Témoignage - Extrait d'un message d'André Coupet à Jacques Bertin

« Tu te souviendras de ta venue à la MJC de Fleurbaix (Pas-de-Calais) en juillet 70? Début août, je reçois une lettre de Luc Bérimont, me disant : " Cher Monsieur... Mon ami Bertin ne cesse de me dire le plus grand bien de votre MJC...et je vous propose que la demi-finale de la Fine Fleur se tienne chez vous...." Et il me proposa de choisir la vedette de la deuxième partie. J'avais choisi Félix en 1, Anne Sylvestre en 2, et Gianni Esposito en 3. Ce fut Gianni, les agendas des deux premiers ne fonctionnant pas. Et c'est à cette occasion que Fleurbaix a découvert Gilles Elbaz, qui était en "vedette américaine " à cette demi-finale... »
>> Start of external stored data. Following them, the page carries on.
//! Click sink contract and the simple backends
//!
//! A sink turns one scheduled tick into something audible, best-effort. The
//! contract is deliberately thin: no result, no completion signal, and no
//! blocking beyond the streaming backend's bounded readiness wait, so a
//! scheduler can call it from its hot loop without caring which backend is
//! behind it.

use std::io::Write;
use std::thread;
use std::time::Duration;

use crossbeam_channel::{Sender, TrySendError, bounded};

/// Audible click output
pub trait ClickSink: Send + Sync {
    /// Play one click, accented or not. Never fails, never blocks the
    /// caller beyond a bounded wait.
    fn play(&self, accent: bool);
}

// ═══════════════════════════════════════════════════════════════════════════════
// NULL SINK
// ═══════════════════════════════════════════════════════════════════════════════

/// Discards every click
///
/// Stands in when audio output could not be initialized (ticks and events
/// still fire) and serves as the test backend.
#[derive(Debug, Default)]
pub struct NullSink;

impl NullSink {
    pub fn new() -> Self {
        Self
    }
}

impl ClickSink for NullSink {
    fn play(&self, _accent: bool) {}
}

// ═══════════════════════════════════════════════════════════════════════════════
// TONE SINK
// ═══════════════════════════════════════════════════════════════════════════════

/// Fire-and-forget system tone backend
///
/// Delegates to the terminal bell from a dedicated worker thread so the
/// beep never runs on the scheduler's context. The hand-off channel holds a
/// single pending click; while the worker is busy further clicks are
/// dropped, not queued.
pub struct ToneSink {
    tx: Sender<bool>,
}

impl ToneSink {
    pub fn new() -> Self {
        let (tx, rx) = bounded::<bool>(1);

        // Worker exits when the sink (and with it the sender) is dropped.
        let spawned = thread::Builder::new().name("tone-sink".into()).spawn(move || {
            while let Ok(accent) = rx.recv() {
                ring_bell(accent);
            }
        });

        if let Err(e) = spawned {
            log::error!("failed to spawn tone worker: {}", e);
        }

        Self { tx }
    }
}

impl Default for ToneSink {
    fn default() -> Self {
        Self::new()
    }
}

impl ClickSink for ToneSink {
    fn play(&self, accent: bool) {
        match self.tx.try_send(accent) {
            Ok(()) => {}
            Err(TrySendError::Full(_)) => log::trace!("tone worker busy, click dropped"),
            Err(TrySendError::Disconnected(_)) => log::debug!("tone worker gone, click dropped"),
        }
    }
}

/// Ring the terminal bell; the accent rings twice (the bell has no pitch
/// control). Write failures are swallowed.
fn ring_bell(accent: bool) {
    let mut out = std::io::stdout();
    let _ = out.write_all(b"\x07");
    let _ = out.flush();
    if accent {
        thread::sleep(Duration::from_millis(40));
        let _ = out.write_all(b"\x07");
        let _ = out.flush();
    }
}

// ═══════════════════════════════════════════════════════════════════════════════
// Tests
// ═══════════════════════════════════════════════════════════════════════════════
(André Coupet, jeudi 10 mars 2011)


 

L'e muet

"Nous avons discuté la question une grande heure ensemble, Régnier et moi, hier, et nous avons décidé que l'e muet était la spéciale, la plus essentielle musique du vers français. On ne le supprime que par indélicatesse d'oreille."

(André Gide à Paul Valéry, 17 juin 1891) cité dans Le Coin de table, La revue de la poésie, juillet 2009.


 

Gérard Morel

" (…) Quand on me demande si je commence par les paroles ou par la musique, je réponds que je commence par la chanson. Ce qui m'intéresse, c'est l'endroit où les paroles et la musique se rencontrent. L'endroit où les paroles font de la musique et réciproquement. C'est pas pour rien que la rime reste très présente dans la chanson. Parce que la rime, c'est déjà de la musique. Pas que la rime, d'ailleurs, c'est aussi le cas des allitérations, des assonances, de pas mal de trucs… Ce qui m'amuse, me réjouit, c'est de trouver l'endroit, le moment où ce qu'on écrit ne peut être qu'une chanson. Moi, je ne me sens pas poète, même si l'un de ceux que j'écoute le plus, un de mes grands amis du métier, c'est Bruno Ruiz. Lui se définit comme poète et il est vraiment un poète. J'ai peut-être une certaine poésie en moi, dans ma façon de regarder différemment le monde. Mais j'aime bien l'idée que ce que j'écris ne puisse être qu'une chanson et rien d'autre, qu'elle ne supporte pas d'être déshabillée de sa musique. (…) "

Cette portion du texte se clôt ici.